Applying Similar Triangles (Investigation)

Lesson

Did you know that you could use similar triangles to estimate the distance from yourself to a distant object? This investigation will help you to explore how to do this. 

Objectives

  • To reason why two triangles are similar.
  • To practice problem solving with similar triangles.
  • To use similar triangles in real-life situations.

Materials

  • Large far away object (car, tree, house etc.)
  • Paper
  • Pen

Procedure

  1. Hold your arm straight out in front of you with your thumb up.
  2. Shut your left eye and align your thumb with the left edge of the object.  
  3. Without moving your thumb open your left eye and shut your right eye.
  4. Take note of how much your thumb has appeared to move horizontally in relation to the object. 

Questions

Use the following facts and the diagram to answer the questions:

  • The distance from your eyes to your thumb is approximately 10 times the distance between your eyes.
  •  The distance from the distant object to your thumb is 10 times the distance your thumb appears to move when you switched which eye was open.
  • Both triangles are isosceles triangles

    Triangles formed while using this method of distance estimation.

  1. What similarity proof can you use for the two triangles in the diagram? Why?
  2. Measure, or estimate the length of the distant object. Based on this information and the facts above, how far away approximately is the object from your thumb? Explain how you arrived at your answer.
  3. Pick two distant objects. One object should be directly behind the other and the objects should be slightly far apart from one another.

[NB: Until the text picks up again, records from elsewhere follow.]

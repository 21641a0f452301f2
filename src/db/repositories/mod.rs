mod history;
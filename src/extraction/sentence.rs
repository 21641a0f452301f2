use super::tree::{DocumentTree, Selection};

/// Characters that can end a sentence when followed by whitespace.
pub const SENTENCE_TERMINATORS: [char; 3] = ['.', '!', '?'];

/// How far either scan may move away from the selection start.
pub const MAX_SCAN_CHARS: usize = 500;

fn is_terminator(ch: char) -> bool {
    SENTENCE_TERMINATORS.contains(&ch)
}

fn ends_sentence(text: &[char], index: usize) -> bool {
    text.get(index).copied().is_some_and(is_terminator)
        && text.get(index + 1).copied().is_some_and(char::is_whitespace)
}

/// The sentence around the first range of `selection`, or `None` when the
/// selection has no range or its start cannot be located in the tree.
///
/// The sentence is cut from the nearest block-level ancestor's text. Both
/// scans stop after [`MAX_SCAN_CHARS`], so unpunctuated text yields a bounded
/// window instead of the whole container.
pub fn extract_sentence<T: DocumentTree>(
    tree: &T,
    selection: &Selection<T::Node>,
) -> Option<String> {
    let range = selection.range_at(0)?;

    let mut container = tree.common_ancestor(range.start.node, range.end.node)?;
    while let Some(parent) = tree.parent(container) {
        if !tree.is_text(container) && tree.display(container).is_paragraph_boundary() {
            break;
        }
        container = parent;
    }

    let full_text: Vec<char> = tree.text_content(container).chars().collect();
    let selection_index = tree.text_offset(container, range.start)?.min(full_text.len());
    let selection_len = range.text.chars().count();

    let start = scan_backward(&full_text, selection_index);
    let end = scan_forward(&full_text, selection_index, selection_len);

    let sentence: String = full_text[start..end].iter().collect();
    Some(sentence.trim().to_string())
}

fn scan_backward(text: &[char], selection_index: usize) -> usize {
    let mut start = selection_index;
    while start > 0 {
        if is_terminator(text[start - 1]) && text.get(start).copied().is_some_and(char::is_whitespace)
        {
            break;
        }
        if selection_index - start >= MAX_SCAN_CHARS {
            break;
        }
        start -= 1;
    }
    start
}

fn scan_forward(text: &[char], selection_index: usize, selection_len: usize) -> usize {
    let mut end = (selection_index + selection_len).min(text.len());
    while end < text.len() {
        if ends_sentence(text, end) {
            break;
        }
        if end - selection_index >= MAX_SCAN_CHARS {
            break;
        }
        end += 1;
    }
    // Keep the terminator the scan stopped on. A terminator that is the last
    // character is already included because the loop runs to `text.len()`.
    if end < text.len() && is_terminator(text[end]) {
        end += 1;
    }
    end
}
use fastrob_core::{Document, Layer, Path, Point3};
use fastrob_gcode::{FilterMode, FilterSettings};

fn line(n: usize, z: f64) -> Path {
    (0..n).map(|i| Point3::new(i as f64, 0.0, z)).collect()
}

fn sample() -> Document {
    Document::new(vec![
        Layer::new(vec![line(3, 1.0), line(2, 1.0)]),
        Layer::new(vec![line(4, 2.0)]),
    ])
}

#[test]
fn test_none_exposes_everything() {
    let doc = sample();
    let view = FilterSettings::default().apply(&doc, Point3::ORIGIN);
    assert_eq!(view.document, doc);
    assert_eq!(view.points.len(), 9);
    assert_eq!(view.last_point, Point3::new(3.0, 0.0, 2.0));
}

#[test]
fn test_all_clamps_across_layers() {
    let doc = sample();
    let view = FilterSettings::new(FilterMode::All, 0, 5).apply(&doc, Point3::ORIGIN);
    assert_eq!(view.points.len(), 6);
    assert_eq!(view.document.len(), 2);
    assert_eq!(view.last_point, Point3::new(0.0, 0.0, 2.0));

    // past the end clamps to the last point
    let view = FilterSettings::new(FilterMode::All, 0, 100).apply(&doc, Point3::ORIGIN);
    assert_eq!(view.document, doc);
}

#[test]
fn test_layer_mode_clamps_indices() {
    let doc = sample();
    let view = FilterSettings::new(FilterMode::Layer, 7, 1).apply(&doc, Point3::ORIGIN);
    assert_eq!(view.document.len(), 1);
    assert_eq!(view.points, vec![Point3::new(0.0, 0.0, 2.0), Point3::new(1.0, 0.0, 2.0)]);

    let view = FilterSettings::new(FilterMode::Layer, 0, 99).apply(&doc, Point3::ORIGIN);
    assert_eq!(view.points.len(), 5);
}

#[test]
fn test_global_point_applies_placement() {
    let doc = sample();
    let placement = Point3::new(100.0, 50.0, 10.0);
    let view = FilterSettings::new(FilterMode::All, 0, 0).apply(&doc, placement);
    assert_eq!(view.last_point, Point3::new(0.0, 0.0, 1.0));
    assert_eq!(view.global_point, Point3::new(100.0, 50.0, 11.0));
}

Using the distance from the objects to your thumb find the distance between the two objects.

Optional

Either measure out or use a map to determine how close your estimation was.

 

Outcomes

10.G.T.1

Definitions, examples, counterexamples of similar triangles, covering (a) If a line is drawn parallel to one side of a triangle to intersect the other two sides in distinct points, the other two sides are divided in the same ratio, (b) If a line divides two sides of a triangle in the same ratio, the line is parallel to the third side, (c) If in two triangles, the corresponding angles are equal, their corresponding sides are proportional and the triangles are similar, (d) If the corresponding sides of two triangles are proportional, their corresponding angles are equal and the two triangles are similar (e) If one angle of a triangle is equal to one angle of another triangle and the sides including these angles are proportional, the two triangles are similar.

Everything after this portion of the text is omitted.